PROVIDED RECORDS below:
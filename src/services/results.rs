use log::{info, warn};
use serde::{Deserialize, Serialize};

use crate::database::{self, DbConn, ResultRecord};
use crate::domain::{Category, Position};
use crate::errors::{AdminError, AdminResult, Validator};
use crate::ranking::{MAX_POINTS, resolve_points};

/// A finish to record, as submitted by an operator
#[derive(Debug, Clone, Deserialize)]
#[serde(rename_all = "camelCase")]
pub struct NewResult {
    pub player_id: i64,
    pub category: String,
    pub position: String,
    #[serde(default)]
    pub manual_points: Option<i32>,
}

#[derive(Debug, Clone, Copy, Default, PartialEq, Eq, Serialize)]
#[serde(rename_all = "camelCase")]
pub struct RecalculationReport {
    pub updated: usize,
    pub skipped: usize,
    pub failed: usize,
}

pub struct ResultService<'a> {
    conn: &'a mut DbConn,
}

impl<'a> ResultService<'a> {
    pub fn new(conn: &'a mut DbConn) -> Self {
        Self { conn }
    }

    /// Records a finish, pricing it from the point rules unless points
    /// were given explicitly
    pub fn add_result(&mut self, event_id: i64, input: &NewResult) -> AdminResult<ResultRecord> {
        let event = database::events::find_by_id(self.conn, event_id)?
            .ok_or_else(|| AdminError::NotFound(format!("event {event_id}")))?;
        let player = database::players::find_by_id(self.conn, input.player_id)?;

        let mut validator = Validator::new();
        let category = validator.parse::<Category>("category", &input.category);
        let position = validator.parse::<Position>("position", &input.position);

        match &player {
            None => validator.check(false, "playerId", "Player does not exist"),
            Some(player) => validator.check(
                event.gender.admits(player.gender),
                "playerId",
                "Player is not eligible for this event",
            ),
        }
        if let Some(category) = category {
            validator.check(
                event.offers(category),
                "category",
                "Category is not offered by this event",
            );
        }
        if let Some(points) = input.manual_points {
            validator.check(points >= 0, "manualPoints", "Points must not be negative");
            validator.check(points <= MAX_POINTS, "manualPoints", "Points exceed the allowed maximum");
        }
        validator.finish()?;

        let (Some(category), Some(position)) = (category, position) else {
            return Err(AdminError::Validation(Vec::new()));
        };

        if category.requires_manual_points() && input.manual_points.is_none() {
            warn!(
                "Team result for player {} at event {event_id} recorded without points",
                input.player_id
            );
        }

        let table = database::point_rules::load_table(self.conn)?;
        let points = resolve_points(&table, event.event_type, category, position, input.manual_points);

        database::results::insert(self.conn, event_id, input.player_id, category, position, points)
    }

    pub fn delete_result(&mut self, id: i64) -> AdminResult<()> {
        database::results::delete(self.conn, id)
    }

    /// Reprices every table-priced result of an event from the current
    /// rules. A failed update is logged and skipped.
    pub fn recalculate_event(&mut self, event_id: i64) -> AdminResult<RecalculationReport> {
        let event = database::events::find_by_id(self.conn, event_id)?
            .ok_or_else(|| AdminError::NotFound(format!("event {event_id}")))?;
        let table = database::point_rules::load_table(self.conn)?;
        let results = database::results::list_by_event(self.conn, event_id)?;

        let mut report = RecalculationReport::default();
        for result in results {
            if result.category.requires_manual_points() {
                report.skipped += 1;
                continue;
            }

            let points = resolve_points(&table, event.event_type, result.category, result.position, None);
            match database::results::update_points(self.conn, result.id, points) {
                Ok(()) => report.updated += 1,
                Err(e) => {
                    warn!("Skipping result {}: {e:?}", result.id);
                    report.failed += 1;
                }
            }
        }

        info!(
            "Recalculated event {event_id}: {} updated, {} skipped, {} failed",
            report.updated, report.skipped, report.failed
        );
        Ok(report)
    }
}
End of PROVIDED RECORDS.
PROVIDED RECORDS below:
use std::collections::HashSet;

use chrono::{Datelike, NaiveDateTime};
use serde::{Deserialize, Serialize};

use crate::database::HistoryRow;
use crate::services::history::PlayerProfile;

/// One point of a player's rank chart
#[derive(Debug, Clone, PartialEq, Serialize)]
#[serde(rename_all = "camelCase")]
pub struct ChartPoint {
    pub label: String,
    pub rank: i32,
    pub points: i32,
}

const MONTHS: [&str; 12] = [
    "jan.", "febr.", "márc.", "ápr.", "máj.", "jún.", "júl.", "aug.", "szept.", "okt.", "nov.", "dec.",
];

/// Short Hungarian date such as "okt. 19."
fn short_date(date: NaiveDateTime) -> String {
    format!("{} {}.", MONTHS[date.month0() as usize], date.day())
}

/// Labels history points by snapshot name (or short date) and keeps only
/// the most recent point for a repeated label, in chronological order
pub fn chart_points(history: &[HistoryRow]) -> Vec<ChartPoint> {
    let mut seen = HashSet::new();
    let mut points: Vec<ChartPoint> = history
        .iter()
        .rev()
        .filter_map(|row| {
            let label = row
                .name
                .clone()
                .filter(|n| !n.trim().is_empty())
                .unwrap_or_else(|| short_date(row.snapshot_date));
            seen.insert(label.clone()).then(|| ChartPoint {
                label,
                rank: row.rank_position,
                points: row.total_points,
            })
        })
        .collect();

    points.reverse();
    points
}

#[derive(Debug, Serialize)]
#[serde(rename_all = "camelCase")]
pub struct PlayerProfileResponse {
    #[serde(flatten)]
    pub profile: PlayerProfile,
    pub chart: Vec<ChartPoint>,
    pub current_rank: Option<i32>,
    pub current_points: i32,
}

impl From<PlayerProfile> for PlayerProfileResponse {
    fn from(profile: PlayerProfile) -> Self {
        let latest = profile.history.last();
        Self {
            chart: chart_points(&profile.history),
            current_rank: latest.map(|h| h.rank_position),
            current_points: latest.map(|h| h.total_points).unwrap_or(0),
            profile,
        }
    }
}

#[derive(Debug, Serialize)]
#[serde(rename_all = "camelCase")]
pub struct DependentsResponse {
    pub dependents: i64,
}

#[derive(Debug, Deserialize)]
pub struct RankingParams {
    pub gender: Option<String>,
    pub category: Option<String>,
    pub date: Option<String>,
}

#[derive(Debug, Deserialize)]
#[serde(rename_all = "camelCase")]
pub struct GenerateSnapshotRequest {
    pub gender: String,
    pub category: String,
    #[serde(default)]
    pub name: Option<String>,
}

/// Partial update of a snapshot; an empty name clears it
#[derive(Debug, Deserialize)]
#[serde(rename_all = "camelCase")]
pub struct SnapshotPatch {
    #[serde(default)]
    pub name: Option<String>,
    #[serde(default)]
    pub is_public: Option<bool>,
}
End of PROVIDED RECORDS.
PROVIDED RECORDS below:
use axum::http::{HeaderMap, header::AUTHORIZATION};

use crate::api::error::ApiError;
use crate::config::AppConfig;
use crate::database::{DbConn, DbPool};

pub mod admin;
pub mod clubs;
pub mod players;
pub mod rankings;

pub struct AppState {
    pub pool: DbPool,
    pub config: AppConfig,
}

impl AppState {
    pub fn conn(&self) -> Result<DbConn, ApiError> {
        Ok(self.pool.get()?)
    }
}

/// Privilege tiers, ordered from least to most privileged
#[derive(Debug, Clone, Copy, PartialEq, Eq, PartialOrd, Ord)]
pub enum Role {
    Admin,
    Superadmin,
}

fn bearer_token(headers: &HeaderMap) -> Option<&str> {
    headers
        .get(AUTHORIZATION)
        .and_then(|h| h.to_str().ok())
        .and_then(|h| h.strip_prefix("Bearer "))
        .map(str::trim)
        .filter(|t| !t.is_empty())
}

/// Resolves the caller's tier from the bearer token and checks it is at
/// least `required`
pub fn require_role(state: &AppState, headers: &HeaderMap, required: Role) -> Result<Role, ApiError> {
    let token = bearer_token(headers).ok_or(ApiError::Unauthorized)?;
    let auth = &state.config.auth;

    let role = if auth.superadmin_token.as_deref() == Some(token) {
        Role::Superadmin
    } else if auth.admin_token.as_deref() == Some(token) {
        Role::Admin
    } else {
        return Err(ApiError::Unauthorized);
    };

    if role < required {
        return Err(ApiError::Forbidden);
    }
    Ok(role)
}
End of PROVIDED RECORDS.
**WHAT THE TASK ASKS**
What is needed is a single number: how many lines of the data contain the word "latest".

**ANSWER TO THIS PROBLEM**
3